It was already getting dusk, and the gloom was increased by thick clouds gathering in the sky, betokening a blowing night. Tom saw, indeed, that no time was to be lost, and, finding that Archy could not yet move, he unwillingly left him, and hurried off to obtain assistance.

We must now return on board the Plantagenet. When Mr Cherry found that the boat did not make her appearance, as it was long past the time the midshipmen promised to be back, he felt somewhat annoyed, and made up his mind that the next time they asked for the boat they should not have her.

He was walking the deck, when the quartermaster announced that a boat had come off from the shore with a black in her, who had something to say about a pinnace, but what it was he could not exactly make out.

“Let him come on deck at once,” said Mr Cherry, hurrying to the gangway.

“What is it you have to say, my man?” he asked.

The negro doffed his hat, twisting and wriggling about, apparently either from nervousness at finding himself on board a man-of-war, or from his anxiety to deliver his message properly.

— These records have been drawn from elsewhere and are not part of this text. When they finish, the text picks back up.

//! The color model understood by the led strip firmware, and its ascii wire encoding.

use serde::Deserialize;

/// Wire prefix of a static (solid rgb) color.
const STATIC_PREFIX: &str = "$S#";

/// Wire prefix of a rainbow color.
const RAINBOW_PREFIX: &str = "$H#";

/// Channels that cannot be decoded fall back to this value.
const FALLBACK_CHANNEL: u8 = 255;

/// The two families of color the firmware can display. Transitions are only possible between
/// colors of the same kind.
#[derive(Debug, PartialEq, Eq, Clone, Copy)]
pub enum ColorKind {
  /// A solid rgb color.
  Static,

  /// The firmware's rainbow animation, parameterized by a single phase value.
  Rainbow,
}

/// A target color for the led strip. Built by [`ColorSpec::parse`] from the wire format used by
/// the firmware, or directly.
#[derive(Debug, PartialEq, Eq, Clone, Copy, Deserialize)]
#[serde(from = "String")]
pub enum ColorSpec {
  /// A solid color, encoded as `$S#RRGGBB`.
  Static { red: u8, green: u8, blue: u8 },

  /// A rainbow animation, encoded as `$H#VV`.
  Rainbow { phase: u8 },
}

impl ColorSpec {
  /// Opaque white; what any unrecognized wire string decodes to.
  pub const WHITE: ColorSpec = ColorSpec::Static {
    red: 255,
    green: 255,
    blue: 255,
  };

  /// Decodes a wire string. This never fails: every channel that is missing or is not valid
  /// hex is replaced by `255`, and an unknown prefix yields [`ColorSpec::WHITE`].
  pub fn parse<S>(text: S) -> Self
  where
    S: AsRef<str>,
  {
    let text = text.as_ref();

    match text.get(0..3) {
      Some(STATIC_PREFIX) => ColorSpec::Static {
        red: channel(text, 3),
        green: channel(text, 5),
        blue: channel(text, 7),
      },
      Some(RAINBOW_PREFIX) => ColorSpec::Rainbow {
        phase: channel(text, 3),
      },
      _ => ColorSpec::WHITE,
    }
  }

  /// Returns the exact ascii message the firmware expects for this color.
  pub fn encode(&self) -> String {
    match self {
      ColorSpec::Static { red, green, blue } => format!("{STATIC_PREFIX}{red:02X}{green:02X}{blue:02X}"),
      ColorSpec::Rainbow { phase } => format!("{RAINBOW_PREFIX}{phase:02X}"),
    }
  }

  pub fn kind(&self) -> ColorKind {
    match self {
      ColorSpec::Static { .. } => ColorKind::Static,
      ColorSpec::Rainbow { .. } => ColorKind::Rainbow,
    }
  }

  /// Wraps `text` in ansi escape sequences that preview this color in a truecolor terminal.
  /// Static colors become the background, with a dark or bright foreground picked from a rough
  /// luminance estimate; rainbow colors cycle through six hues, one per character.
  pub fn paint<S>(&self, text: S) -> String
  where
    S: AsRef<str>,
  {
    match *self {
      ColorSpec::Static { red, green, blue } => {
        let luminance = [(red, 0.2126), (green, 0.7152), (blue, 0.0722)]
          .iter()
          .map(|(value, weight)| weight * (f64::from(*value) / 255.0).powf(2.4))
          .sum::<f64>();
        let foreground = if luminance > 0.2 { "\x1b[30m" } else { "\x1b[97m" };

        format!(
          "\x1b[48;2;{red};{green};{blue}m{foreground}{}\x1b[0m",
          text.as_ref()
        )
      }
      ColorSpec::Rainbow { .. } => {
        let mut painted = text
          .as_ref()
          .chars()
          .zip(RAINBOW_HUES.iter().cycle())
          .fold(String::new(), |mut out, (character, (background, foreground))| {
            out.push_str(background);
            out.push_str(foreground);
            out.push(character);
            out
          });

        painted.push_str("\x1b[0m");
        painted
      }
    }
  }
}

/// Background and foreground escapes used to preview a rainbow color.
const RAINBOW_HUES: [(&str, &str); 6] = [
  ("\x1b[48;2;255;0;0m", "\x1b[97m"),
  ("\x1b[48;2;255;255;0m", "\x1b[30m"),
  ("\x1b[48;2;0;255;0m", "\x1b[30m"),
  ("\x1b[48;2;0;255;255m", "\x1b[30m"),
  ("\x1b[48;2;0;0;255m", "\x1b[97m"),
  ("\x1b[48;2;255;0;255m", "\x1b[30m"),
];

/// Decodes the (up to) two hex digits starting at character `start`, independently of any other
/// channel. A truncated single digit still decodes.
fn channel(text: &str, start: usize) -> u8 {
  let pair = text.chars().skip(start).take(2).collect::<String>();

  if pair.is_empty() || !pair.chars().all(|character| character.is_ascii_hexdigit()) {
    return FALLBACK_CHANNEL;
  }

  u8::from_str_radix(&pair, 16).unwrap_or(FALLBACK_CHANNEL)
}

impl From<String> for ColorSpec {
  fn from(text: String) -> Self {
    ColorSpec::parse(text)
  }
}

impl std::fmt::Display for ColorSpec {
  fn fmt(&self, formatter: &mut std::fmt::Formatter) -> std::fmt::Result {
    write!(formatter, "{}", self.encode())
  }
}

#[cfg(test)]
mod tests {
  use super::{ColorKind, ColorSpec};

  #[test]
  fn parses_static() {
    assert_eq!(
      ColorSpec::parse("$S#FF8000"),
      ColorSpec::Static {
        red: 255,
        green: 128,
        blue: 0
      }
    );
  }

  #[test]
  fn parses_lowercase_hex() {
    assert_eq!(
      ColorSpec::parse("$S#0a0b0c"),
      ColorSpec::Static {
        red: 10,
        green: 11,
        blue: 12
      }
    );
  }

  #[test]
  fn bad_channels_fall_back_independently() {
    assert_eq!(
      ColorSpec::parse("$S#10ZZ30"),
      ColorSpec::Static {
        red: 16,
        green: 255,
        blue: 48
      }
    );
    assert_eq!(
      ColorSpec::parse("$S#10"),
      ColorSpec::Static {
        red: 16,
        green: 255,
        blue: 255
      }
    );
  }

  #[test]
  fn truncated_channel_decodes_single_digit() {
    assert_eq!(
      ColorSpec::parse("$S#A"),
      ColorSpec::Static {
        red: 10,
        green: 255,
        blue: 255
      }
    );
    assert_eq!(ColorSpec::parse("$H#7"), ColorSpec::Rainbow { phase: 7 });
  }

  #[test]
  fn signed_pairs_are_not_hex() {
    assert_eq!(
      ColorSpec::parse("$S#+1-100"),
      ColorSpec::Static {
        red: 255,
        green: 255,
        blue: 0
      }
    );
  }

  #[test]
  fn parses_rainbow() {
    assert_eq!(ColorSpec::parse("$H#3C"), ColorSpec::Rainbow { phase: 60 });
    assert_eq!(ColorSpec::parse("$H#ZZ"), ColorSpec::Rainbow { phase: 255 });
    assert_eq!(ColorSpec::parse("$H#"), ColorSpec::Rainbow { phase: 255 });
  }

  #[test]
  fn unknown_prefix_is_white() {
    assert_eq!(ColorSpec::parse("garbage"), ColorSpec::WHITE);
    assert_eq!(ColorSpec::parse(""), ColorSpec::WHITE);
    assert_eq!(ColorSpec::parse("$X#000000"), ColorSpec::WHITE);
  }

  #[test]
  fn multibyte_input_does_not_panic() {
    assert_eq!(ColorSpec::parse("€"), ColorSpec::WHITE);
    assert_eq!(
      ColorSpec::parse("$S#€0000"),
      ColorSpec::Static {
        red: 255,
        green: 0,
        blue: 0
      }
    );
  }

  #[test]
  fn encodes_uppercase_wire_format() {
    let color = ColorSpec::Static {
      red: 10,
      green: 171,
      blue: 255,
    };
    assert_eq!(color.encode(), "$S#0AABFF");
    assert_eq!(ColorSpec::Rainbow { phase: 7 }.encode(), "$H#07");
  }

  #[test]
  fn fallback_defaults_encode_byte_exact() {
    assert_eq!(ColorSpec::parse("$S#12QQ").encode(), "$S#12FFFF");
    assert_eq!(ColorSpec::parse("nonsense").encode(), "$S#FFFFFF");
  }

  #[test]
  fn equality_is_kind_aware() {
    assert_ne!(
      ColorSpec::Rainbow { phase: 0 },
      ColorSpec::Static {
        red: 0,
        green: 0,
        blue: 0
      }
    );
    assert_eq!(ColorSpec::parse("$S#000000").kind(), ColorKind::Static);
    assert_eq!(ColorSpec::parse("$H#00").kind(), ColorKind::Rainbow);
  }

  #[test]
  fn paint_picks_readable_foreground() {
    assert_eq!(
      ColorSpec::WHITE.paint("hi"),
      "\x1b[48;2;255;255;255m\x1b[30mhi\x1b[0m"
    );
    assert_eq!(
      ColorSpec::parse("$S#000000").paint("hi"),
      "\x1b[48;2;0;0;0m\x1b[97mhi\x1b[0m"
    );
  }

  #[test]
  fn paint_cycles_rainbow() {
    let painted = ColorSpec::Rainbow { phase: 0 }.paint("abcdefg");
    assert!(painted.starts_with("\x1b[48;2;255;0;0m\x1b[97ma"));
    assert!(painted.ends_with("\x1b[48;2;255;0;0m\x1b[97mg\x1b[0m"));
  }
}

Mr Cherry, however, managed to make out that a boat had been capsized, that two midshipmen had swum on shore, and that they had gone off again in two boats to search for the wreck.

Just then Jack and Terence, who had been on shore, returned, and, on cross-questioning the black, they felt satisfied that Tom and Archy Gordon were the two midshipmen who had reached the shore, and that those remaining on the wreck were in extreme peril.

The report of what had happened quickly spread through the ship, and every one felt anxious about their shipmates.

Four boats were immediately manned, Jack and Terence each taking command of one, Higson going in a third, and Mr Scrofton having charge of the fourth. The first ready having called alongside the Tudor to give the information, two of her boats were immediately despatched to aid in the search. The weather in the meantime, as night advanced, grew worse and worse. Down came a deluge of rain, while vivid lightning darted from the sky; the wind, too, had been rising, and as they got outside the harbour they found a considerable sea running.